Distribution of materials

A major goal of the OpenPlant proposal is to develop a two-tier model for genetic engineering in plant systems. While there is still a need to protect the intellectual property of applications with potential commercial applications, we wish to create a family of generic lower-level tools that are largely free of IP constraints, and can be freely shared to promote innovation in plant synthetic biology. While the participating laboratories may have interests in commercially relevant applications, OpenPlant funded work will focus on enabling technology, which will be shared. This layer of enabling tools will consist of:

(i) DNA parts for system assembly, including synthetic promoters, terminators, introns and vectors. Synthetic genes, including refactored selectable markers, fluorescent gene fusions, key metabolic enzymes, transcription regulators and tools for genome editing. Where possible, we will avoid sequences with existing IP claims that would complicate distribution.
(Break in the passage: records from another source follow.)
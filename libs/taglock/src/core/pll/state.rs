// Copyright (c) 2025 Jonathan Fontanez
// SPDX-License-Identifier: BUSL-1.1

//! Loop-filter state carried across the whole stream (or across chunks).

use std::f64::consts::TAU;

use serde::{Deserialize, Serialize};

use super::estimate::PeriodEstimate;
use crate::core::config::PllConfig;
use crate::core::events::Timetag;
use crate::core::{ClockLockError, Result};

/// Recovered-clock state of the software PLL.
///
/// The state is plain data: the core routine takes it by reference, works on
/// a copy and hands back the updated value, so a failed call never leaves a
/// half-updated loop behind. It serializes, which lets a long-running session
/// be checkpointed and resumed.
#[derive(Debug, Clone, Copy, PartialEq, Serialize, Deserialize)]
pub struct PllState {
    /// Most recent recovered clock edge; `None` until the first clock pulse
    clock0: Option<f64>,
    period: f64,
    frequency: f64,
    phase_error_prev: f64,
    /// Whether the bootstrap period estimate has been applied
    initialized: bool,
    pulses_seen: u64,
    last_timetag: Option<Timetag>,
}

impl Default for PllState {
    fn default() -> Self {
        Self::new()
    }
}

impl PllState {
    /// Fresh state awaiting its bootstrap estimate.
    pub fn new() -> Self {
        Self {
            clock0: None,
            period: 1.0,
            frequency: 1.0,
            phase_error_prev: 0.0,
            initialized: false,
            pulses_seen: 0,
            last_timetag: None,
        }
    }

    /// State seeded with a bootstrap estimate, ready for the first pulse.
    pub fn seeded(estimate: &PeriodEstimate) -> Self {
        Self {
            period: estimate.period,
            frequency: estimate.frequency,
            initialized: true,
            ..Self::new()
        }
    }

    pub fn clock0(&self) -> Option<f64> {
        self.clock0
    }

    pub fn period(&self) -> f64 {
        self.period
    }

    pub fn frequency(&self) -> f64 {
        self.frequency
    }

    pub fn phase_error_prev(&self) -> f64 {
        self.phase_error_prev
    }

    pub fn is_initialized(&self) -> bool {
        self.initialized
    }

    pub fn pulses_seen(&self) -> u64 {
        self.pulses_seen
    }

    pub fn last_timetag(&self) -> Option<Timetag> {
        self.last_timetag
    }

    pub(crate) fn set_last_timetag(&mut self, last_timetag: Option<Timetag>) {
        self.last_timetag = last_timetag;
    }

    /// True once a clock edge exists and at least `guard_period` pulses have
    /// been consumed.
    pub fn is_locked(&self, guard_period: u64) -> bool {
        self.clock0.is_some() && self.pulses_seen >= guard_period
    }

    /// Feed one clock pulse through the loop filter.
    ///
    /// Returns whether this pulse falls after the guard period and should be
    /// reported. On divergence the state is left as it was before the call.
    pub fn advance(&mut self, timetag: Timetag, config: &PllConfig) -> Result<bool> {
        let tag = timetag as f64;
        let clock0 = self.clock0.unwrap_or(tag - self.period);

        // Sinusoidal phase detector: zero when the pulse lands on the
        // predicted edge, bounded and periodic in the deviation.
        let phase_error = (TAU * (tag - (clock0 + self.period)) / self.period).sin();
        let filtered = phase_error + (phase_error - self.phase_error_prev) * config.deriv_gain;
        let frequency = self.frequency - filtered * config.prop_gain;
        let period = 1.0 / frequency;

        if !frequency.is_finite() || frequency <= 0.0 || !period.is_finite() {
            tracing::warn!(
                "PLL diverged at pulse {} (timetag {}): frequency {} after filtered error {}",
                self.pulses_seen + 1,
                timetag,
                frequency,
                filtered
            );
            return Err(ClockLockError::LoopDivergence {
                pulse: self.pulses_seen + 1,
                frequency,
            });
        }

        self.clock0 = Some(clock0 + period);
        self.frequency = frequency;
        self.period = period;
        self.phase_error_prev = phase_error;

        let index = self.pulses_seen;
        self.pulses_seen += 1;
        Ok(index >= config.guard_period)
    }
}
De novo synthesis of refactored DNA parts will bypass the need for materials transfer agreements.

(ii) All OpenPlant DNAs will be documented and available in standard formats (Genbank/GFF). We are establishing local databases, which will allow public access to the sequences, as well as integrated software for sequence validation and quality control, detailed analysis and automated design of cloning experiments. These databases will be curated by OpenPlant labs, and provide a master record for DNA entries and metadata. Distribution of the physical DNAs will be handled by the Nottingham Arabidopsis Stock Centre, using their well established procedures for international distribution. We expect to develop a long-term relationship with NASC, to explore a prominent new role for UK in international distribution of standardized DNA parts. In addition, we are surveying a number of alternative methods for open distribution of DNAs, which may allow us to extend our means of distribution. For example, DNA2.0 are developing a model for low-cost distribution of IP-free DNA building blocks for synthetic biology, and AddGene is a US-based non-profit company that provides a DNA distribution service. Further Giles Oldroyd is exploring the idea of a shared DNA repository for international Gates Foundation work.

(iii) All OpenPlant funded sequencing data will be distributed via Genbank and other public databases. (iv) Useful microbial strains will be distributed from the relevant stock centres.

(v) Transgenic plant materials will be made available via stock centres. Arabidopsis strains will be distributed internationally from NASC/ABRC. We are in discussion with NASC about the prospect of using a similar route for Marchantia.

Scientific publication

We will disseminate information by scientific publication. The following routes will be utilized for the broadest possible dissemination of research results:

(i) We will publish results in high quality scientific journals.

(ii) Results will also be published in the form of posters, presentations and papers at technical conferences and annual meetings sponsored by professional societies such as the UK Plant Sciences Federation, American Chemical Society, BioBricks Foundation and Institute of Biological Engineering.

(iii) We will make available detailed specifications of the methods, devices and systems created from the project using Web-accessible repositories. For example, we have established a scientific exchange for information about Marchantia (http://www.marchantia.org), which contains a bibliography, forum and links to resources about research on Marchantia, and development of the plant as a new model system. All projects supported by the OpenPlant Fund will be documented and published online, as a condition of funding.

(iv) We will service requests for genetic materials, including deposition of published materials in stock centres, following institutional guidelines. Data generated by the project will be maintained by the investigators on the project in an archived form after the project finishes for a period of at least ten years in electronic format.